I don’t think the media has ever before been so blatant in its desire to divorce an evil act from its ideological origins, but this isn’t the first time we’ve seen that game played out.  More than two years ago, a short lived comedy show on Fox used the occasion of an abortive bombing in London to examine the media’s perpetual confusion about motive:

[youtube]http://www.youtube.com/watch?v=Rd8cRvZZv44[/youtube]

I’d just like to add a couple more thoughts about whether the shooter was insane, since insanity is a free pass on the Left.  After all, in a therapeutic world, nothing is normal.  Everybody is a bundle of pathologies, some of which are worse — and therefore more excusable — than others.  In that view, of course Hasan was insane, because only insane people kill.  This is a comfortable tautology that removes all responsibility from the actor.  It also brings to mind a joke Jay Nordlinger retells in today’s Impromptus:

Two liberals are walking down the road and they come to a person in the ditch.

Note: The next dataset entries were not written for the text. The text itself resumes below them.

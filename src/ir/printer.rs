//! Textual rendering of a module.
//!
//! The output follows LLVM's conventions (`define`/`declare`, typed
//! pointers, `getelementptr inbounds`, hex float constants) closely enough
//! to read with LLVM eyes; the downstream pipeline consumes the in-memory
//! module, not this text.

use std::fmt;

use crate::ir::block::BlockId;
use crate::ir::function::{Function, Linkage};
use crate::ir::instr::{BinOp, CastOp, FCmpCond, ICmpCond, Instr};
use crate::ir::module::{ConstInit, Module};
use crate::ir::types::IrType;
use crate::ir::value::Operand;

impl fmt::Display for Module {
    fn fmt(&self, f: &mut fmt::Formatter<'_>) -> fmt::Result {
        writeln!(f, "; ModuleID = '{}'", self.name)?;
        writeln!(f, "target datalayout = \"{}\"", self.data_layout)?;
        writeln!(f, "target triple = \"{}\"", self.target_triple)?;
        writeln!(f)?;

        for global in self.globals() {
            let linkage = linkage_str(global.linkage);
            writeln!(
                f,
                "@{} = {}global {} {}",
                global.name,
                linkage,
                global.ty,
                const_init(&global.init, &global.ty)
            )?;
        }
        if !self.globals().is_empty() {
            writeln!(f)?;
        }

        for func in self.functions() {
            if func.is_decl {
                write!(f, "declare {} @{}(", func.return_ty, func.name)?;
                for (i, p) in func.params.iter().enumerate() {
                    if i > 0 {
                        write!(f, ", ")?;
                    }
                    write!(f, "{} %{}", p.ty, p.name)?;
                }
                writeln!(f, ")")?;
            } else {
                writeln!(f)?;
                write!(
                    f,
                    "define {}{} @{}(",
                    linkage_str(func.linkage),
                    func.return_ty,
                    func.name
                )?;
                for (i, p) in func.params.iter().enumerate() {
                    if i > 0 {
                        write!(f, ", ")?;
                    }
                    write!(f, "{} %{}", p.ty, p.name)?;
                }
                writeln!(f, ") {{")?;
                for block in &func.blocks {
                    writeln!(f, "{}:", block.name)?;
                    for instr in &block.instrs {
                        writeln!(f, "  {}", print_instr(self, func, instr))?;
                    }
                }
                writeln!(f, "}}")?;
            }
        }
        Ok(())
    }
}

fn linkage_str(linkage: Linkage) -> &'static str {
    match linkage {
        Linkage::External => "",
        Linkage::Internal => "internal ",
    }
}

/// Floats print as the bit pattern of the value widened to double, the way
/// LLVM spells exact float constants.
fn float_str(v: f32) -> String {
    format!("0x{:016X}", (v as f64).to_bits())
}

fn const_init(init: &ConstInit, ty: &IrType) -> String {
    if init.is_zero() && ty.is_array() {
        return "zeroinitializer".to_string();
    }
    match init {
        ConstInit::Zero => match ty {
            IrType::Float => float_str(0.0),
            _ => "0".to_string(),
        },
        ConstInit::Int(v) => v.to_string(),
        ConstInit::Float(v) => float_str(*v),
        ConstInit::Array(elems) => {
            let elem_ty = ty.element().unwrap_or(&IrType::Int);
            let body = elems
                .iter()
                .map(|e| format!("{} {}", elem_ty, const_init(e, elem_ty)))
                .collect::<Vec<_>>()
                .join(", ");
            format!("[{}]", body)
        }
    }
}

fn operand(module: &Module, func: &Function, op: Operand) -> String {
    match op {
        Operand::Value(v) => v.to_string(),
        Operand::Arg(i) => format!("%{}", func.params[i as usize].name),
        Operand::ConstInt(v) => v.to_string(),
        Operand::ConstBool(v) => if v { "true" } else { "false" }.to_string(),
        Operand::ConstFloat(v) => float_str(v),
        Operand::Global(id) => format!("@{}", module.global(id).name),
    }
}

fn operand_ty(module: &Module, func: &Function, op: Operand) -> IrType {
    module.operand_type(func, op).unwrap_or(IrType::Void)
}

fn label(func: &Function, bb: BlockId) -> String {
    format!("%{}", func.blocks[bb.0 as usize].name)
}

fn print_instr(module: &Module, func: &Function, instr: &Instr) -> String {
    let op_s = |op: Operand| operand(module, func, op);
    let ty_s = |op: Operand| operand_ty(module, func, op);
    match instr {
        Instr::Alloca { result, ty } => format!("{} = alloca {}", result, ty),
        Instr::Load { result, addr } => {
            let addr_ty = ty_s(*addr);
            let pointee = addr_ty.pointee().cloned().unwrap_or(IrType::Void);
            format!("{} = load {}, {} {}", result, pointee, addr_ty, op_s(*addr))
        }
        Instr::Store { value, addr } => {
            format!(
                "store {} {}, {} {}",
                ty_s(*value),
                op_s(*value),
                ty_s(*addr),
                op_s(*addr)
            )
        }
        Instr::GetElemPtr {
            result,
            base,
            index,
        } => {
            let base_ty = ty_s(*base);
            let pointee = base_ty.pointee().cloned().unwrap_or(IrType::Void);
            format!(
                "{} = getelementptr inbounds {}, {} {}, i32 0, i32 {}",
                result,
                pointee,
                base_ty,
                op_s(*base),
                op_s(*index)
            )
        }
        Instr::GetPtr {
            result,
            base,
            index,
        } => {
            let base_ty = ty_s(*base);
            let pointee = base_ty.pointee().cloned().unwrap_or(IrType::Void);
            format!(
                "{} = getelementptr inbounds {}, {} {}, i32 {}",
                result,
                pointee,
                base_ty,
                op_s(*base),
                op_s(*index)
            )
        }
        Instr::Binary {
            result,
            op,
            lhs,
            rhs,
        } => {
            let mnemonic = match op {
                BinOp::Add => "add",
                BinOp::Sub => "sub",
                BinOp::Mul => "mul",
                BinOp::SDiv => "sdiv",
                BinOp::SRem => "srem",
                BinOp::FAdd => "fadd",
                BinOp::FSub => "fsub",
                BinOp::FMul => "fmul",
                BinOp::FDiv => "fdiv",
            };
            format!(
                "{} = {} {} {}, {}",
                result,
                mnemonic,
                ty_s(*lhs),
                op_s(*lhs),
                op_s(*rhs)
            )
        }
        Instr::ICmp {
            result,
            cond,
            lhs,
            rhs,
        } => {
            let cond = match cond {
                ICmpCond::Eq => "eq",
                ICmpCond::Ne => "ne",
                ICmpCond::Slt => "slt",
                ICmpCond::Sle => "sle",
                ICmpCond::Sgt => "sgt",
                ICmpCond::Sge => "sge",
            };
            format!(
                "{} = icmp {} {} {}, {}",
                result,
                cond,
                ty_s(*lhs),
                op_s(*lhs),
                op_s(*rhs)
            )
        }
        Instr::FCmp {
            result,
            cond,
            lhs,
            rhs,
        } => {
            let cond = match cond {
                FCmpCond::Oeq => "oeq",
                FCmpCond::One => "one",
                FCmpCond::Olt => "olt",
                FCmpCond::Ole => "ole",
                FCmpCond::Ogt => "ogt",
                FCmpCond::Oge => "oge",
            };
            format!(
                "{} = fcmp {} {} {}, {}",
                result,
                cond,
                ty_s(*lhs),
                op_s(*lhs),
                op_s(*rhs)
            )
        }
        Instr::Cast { result, op, value } => {
            let (mnemonic, to) = match op {
                CastOp::ZExt => ("zext", IrType::Int),
                CastOp::SiToFp => ("sitofp", IrType::Float),
                CastOp::UiToFp => ("uitofp", IrType::Float),
                CastOp::FpToSi => ("fptosi", IrType::Int),
            };
            format!(
                "{} = {} {} {} to {}",
                result,
                mnemonic,
                ty_s(*value),
                op_s(*value),
                to
            )
        }
        Instr::FNeg { result, value } => format!("{} = fneg float {}", result, op_s(*value)),
        Instr::Not { result, value } => format!("{} = xor i1 {}, true", result, op_s(*value)),
        Instr::Phi {
            result,
            ty,
            incomings,
        } => {
            let arms = incomings
                .iter()
                .map(|(op, bb)| format!("[ {}, {} ]", op_s(*op), label(func, *bb)))
                .collect::<Vec<_>>()
                .join(", ");
            format!("{} = phi {} {}", result, ty, arms)
        }
        Instr::Call {
            result,
            callee,
            args,
        } => {
            let callee = module.function(*callee);
            let args = args
                .iter()
                .map(|a| format!("{} {}", ty_s(*a), op_s(*a)))
                .collect::<Vec<_>>()
                .join(", ");
            match result {
                Some(r) => format!(
                    "{} = call {} @{}({})",
                    r, callee.return_ty, callee.name, args
                ),
                None => format!("call {} @{}({})", callee.return_ty, callee.name, args),
            }
        }
        Instr::Branch {
            cond,
            then_bb,
            else_bb,
        } => format!(
            "br i1 {}, label {}, label {}",
            op_s(*cond),
            label(func, *then_bb),
            label(func, *else_bb)
        ),
        Instr::Jump { target } => format!("br label {}", label(func, *target)),
        Instr::Ret { value } => match value {
            Some(v) => format!("ret {} {}", ty_s(*v), op_s(*v)),
            None => "ret void".to_string(),
        },
    }
}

He has been beaten, and lies moaning, broken, bleeding. One liberal says to the other, “Quick, we have to find the people who did this: They need help.”

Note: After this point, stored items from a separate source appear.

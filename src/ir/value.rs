/// An opaque, index-based reference to an SSA value within a function.
///
/// Only valid inside the `Function` that allocated it; never store one
/// across function boundaries.
#[derive(Debug, Clone, Copy, PartialEq, Eq, PartialOrd, Ord, Hash)]
pub struct ValueId(pub u32);

impl std::fmt::Display for ValueId {
    fn fmt(&self, f: &mut std::fmt::Formatter<'_>) -> std::fmt::Result {
        write!(f, "%{}", self.0)
    }
}

/// Index of a global variable within a `Module`.
#[derive(Debug, Clone, Copy, PartialEq, Eq, Hash)]
pub struct GlobalId(pub u32);

/// Index of a function within a `Module`.
#[derive(Debug, Clone, Copy, PartialEq, Eq, Hash)]
pub struct FuncId(pub u32);

/// An instruction operand. Constants ride inline rather than as
/// materialized instructions.
#[derive(Debug, Clone, Copy, PartialEq)]
pub enum Operand {
    /// An instruction result in the current function.
    Value(ValueId),
    /// The n-th incoming function argument.
    Arg(u32),
    ConstInt(i32),
    ConstFloat(f32),
    ConstBool(bool),
    /// The address of a module global.
    Global(GlobalId),
}
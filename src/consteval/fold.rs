//! Expression folding.
//!
//! `fold_expr` takes the expression by value and returns the (possibly new)
//! root; the caller assigns it back over the slot. Only `+ - * / %` fold —
//! relational and logical operators cannot appear in SysY constant contexts,
//! so a surviving one simply fails the literal check at the use site.

use crate::ast::*;
use crate::consteval::ConstEval;
use crate::error::{Error, Result};
use crate::ty::Typename;

impl ConstEval {
    pub(crate) fn fold_expr(&self, expr: Expr) -> Result<Expr> {
        match expr {
            Expr::Number(_) => Ok(expr),

            Expr::Variable(lvalue) => {
                // Only scalar constants fold; indexed accesses and plain
                // variables survive to lowering.
                if lvalue.indices.is_empty() {
                    if let Some(value) = self.table().resolve(&lvalue.name) {
                        return Ok(Expr::Number(value));
                    }
                }
                Ok(Expr::Variable(lvalue))
            }

            Expr::Unary { op, expr } => {
                let folded = self.fold_expr(*expr)?;
                match op {
                    // `+x` is `x`; the node is replaced by its child.
                    UnaryOp::Plus => Ok(folded),
                    UnaryOp::Minus => match folded.as_number() {
                        Some(Number::Int(v)) => Ok(Expr::Number(Number::Int(v.wrapping_neg()))),
                        Some(Number::Float(v)) => Ok(Expr::Number(Number::Float(-v))),
                        None => Ok(Expr::Unary {
                            op,
                            expr: Box::new(folded),
                        }),
                    },
                    // `!` only appears in boolean contexts; lowering
                    // handles it.
                    UnaryOp::Not => Ok(Expr::Unary {
                        op,
                        expr: Box::new(folded),
                    }),
                }
            }

            Expr::Binary { op, lhs, rhs } => {
                let lhs = self.fold_expr(*lhs)?;
                let rhs = self.fold_expr(*rhs)?;
                if let (Some(l), Some(r)) = (lhs.as_number(), rhs.as_number()) {
                    if let Some(value) = eval_binary(op, l, r)? {
                        return Ok(Expr::Number(value));
                    }
                }
                Ok(Expr::Binary {
                    op,
                    lhs: Box::new(lhs),
                    rhs: Box::new(rhs),
                })
            }

            Expr::Call { .. } => Ok(expr),
        }
    }
}

/// Coerces a literal between the numeric types.
pub(crate) fn type_fix(value: Number, want: Typename) -> Result<Number> {
    match (value, want) {
        (Number::Int(_), Typename::Int) | (Number::Float(_), Typename::Float) => Ok(value),
        (Number::Int(v), Typename::Float) => Ok(Number::Float(v as f32)),
        (Number::Float(v), Typename::Int) => Ok(Number::Int(v as i32)),
        _ => Err(Error::InvalidCast {
            from: value.ty().to_string(),
            to: want.to_string(),
        }),
    }
}

/// Promotes both operands to their join type before evaluation.
fn binary_type_fix(l: Number, r: Number) -> Result<(Number, Number, Typename)> {
    let node_ty = l.ty().join(r.ty());
    Ok((type_fix(l, node_ty)?, type_fix(r, node_ty)?, node_ty))
}

/// Evaluates an arithmetic operator over two literals. `None` means the
/// operator does not fold (relational/logical).
fn eval_binary(op: BinaryOp, l: Number, r: Number) -> Result<Option<Number>> {
    let (l, r, node_ty) = binary_type_fix(l, r)?;
    let value = match (op, node_ty) {
        (BinaryOp::Add, Typename::Int) => Number::Int(int(l).wrapping_add(int(r))),
        (BinaryOp::Add, Typename::Float) => Number::Float(float(l) + float(r)),
        (BinaryOp::Sub, Typename::Int) => Number::Int(int(l).wrapping_sub(int(r))),
        (BinaryOp::Sub, Typename::Float) => Number::Float(float(l) - float(r)),
        (BinaryOp::Mul, Typename::Int) => Number::Int(int(l).wrapping_mul(int(r))),
        (BinaryOp::Mul, Typename::Float) => Number::Float(float(l) * float(r)),
        // Integer division truncates toward zero.
        (BinaryOp::Div, Typename::Int) => {
            if int(r) == 0 {
                return Err(Error::DivisionByZero);
            }
            Number::Int(int(l).wrapping_div(int(r)))
        }
        (BinaryOp::Div, Typename::Float) => Number::Float(float(l) / float(r)),
        (BinaryOp::Mod, Typename::Int) => {
            if int(r) == 0 {
                return Err(Error::DivisionByZero);
            }
            Number::Int(int(l).wrapping_rem(int(r)))
        }
        (BinaryOp::Mod, Typename::Float) => return Err(Error::FloatMod),
        _ => return Ok(None),
    };
    Ok(Some(value))
}

fn int(n: Number) -> i32 {
    match n {
        Number::Int(v) => v,
        Number::Float(v) => v as i32,
    }
}

fn float(n: Number) -> f32 {
    match n {
        Number::Int(v) => v as f32,
        Number::Float(v) => v,
    }
}
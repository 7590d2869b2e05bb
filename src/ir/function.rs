use std::collections::HashMap;

use crate::ir::block::{BlockId, IrBlock};
use crate::ir::types::IrType;
use crate::ir::value::{FuncId, Operand, ValueId};

#[derive(Debug, Clone, Copy, PartialEq, Eq)]
pub enum Linkage {
    /// Visible to the linker (`main` and the runtime prototypes).
    External,
    /// Module-private; lets the downstream pipeline inline freely.
    Internal,
}

/// A named, typed formal parameter.
#[derive(Debug, Clone, PartialEq)]
pub struct Param {
    pub name: String,
    pub ty: IrType,
}

/// A function: either a body-carrying definition or a declaration-only
/// prototype (`is_decl`).
///
/// Blocks live in a flat list; `BlockId(n)` indexes `blocks[n]` and the
/// entry block is always `blocks[0]`.
#[derive(Debug, Clone)]
pub struct Function {
    pub id: FuncId,
    pub name: String,
    pub params: Vec<Param>,
    pub return_ty: IrType,
    pub linkage: Linkage,
    pub is_decl: bool,
    pub blocks: Vec<IrBlock>,
    /// `ValueId` -> result type, populated by the builder.
    pub(crate) value_types: HashMap<ValueId, IrType>,
    pub(crate) next_value: u32,
}

impl Function {
    pub fn entry_block(&self) -> &IrBlock {
        &self.blocks[0]
    }

    pub fn block(&self, id: BlockId) -> Option<&IrBlock> {
        self.blocks.get(id.0 as usize)
    }

    /// The type of a value defined in this function, if known.
    pub fn value_type(&self, v: ValueId) -> Option<&IrType> {
        self.value_types.get(&v)
    }

    /// The type of any operand evaluated inside this function. Global
    /// operands are resolved by `Module::operand_type` instead.
    pub(crate) fn local_operand_type(&self, op: Operand) -> Option<IrType> {
        match op {
            Operand::Value(v) => self.value_types.get(&v).cloned(),
            Operand::Arg(i) => self.params.get(i as usize).map(|p| p.ty.clone()),
            Operand::ConstInt(_) => Some(IrType::Int),
            Operand::ConstFloat(_) => Some(IrType::Float),
            Operand::ConstBool(_) => Some(IrType::Bool),
            Operand::Global(_) => None,
        }
    }

    pub(crate) fn fresh_value(&mut self) -> ValueId {
        let id = ValueId(self.next_value);
        self.next_value += 1;
        id
    }
}
use thiserror::Error;

pub type Result<T> = std::result::Result<T, Error>;

#[derive(Error, Debug)]
pub enum Error {
    #[error("Catalog is empty: at least one product is required")]
    EmptyCatalog,

    #[error("Product not found: {0}")]
    ProductNotFound(String),

    #[error("Invalid rating {value}: must be between 1 and 5")]
    InvalidRating { value: f64 },

    #[error("Invalid feature configuration: {0}")]
    Configuration(String),
}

I also keep thinking of the 19th Century definition of insanity — the M’Naughton defense — which focused on the actor’s ability to distinguish right from wrong, and reality from absolute fantasy.  It wasn’t a perfect measure by any means, but it tended to hew more closely to a normal person’s sense of what insanity is.  You’re insane if you think the person next to you is a giant beetle and try to squash him; you’re not insane if you’re an adult in thrall to a homicidal ideology subscribed to by a substantial portion of the world’s population, and you decide to slaughter as many of your fellow soldiers as possible in order to advance that ideology.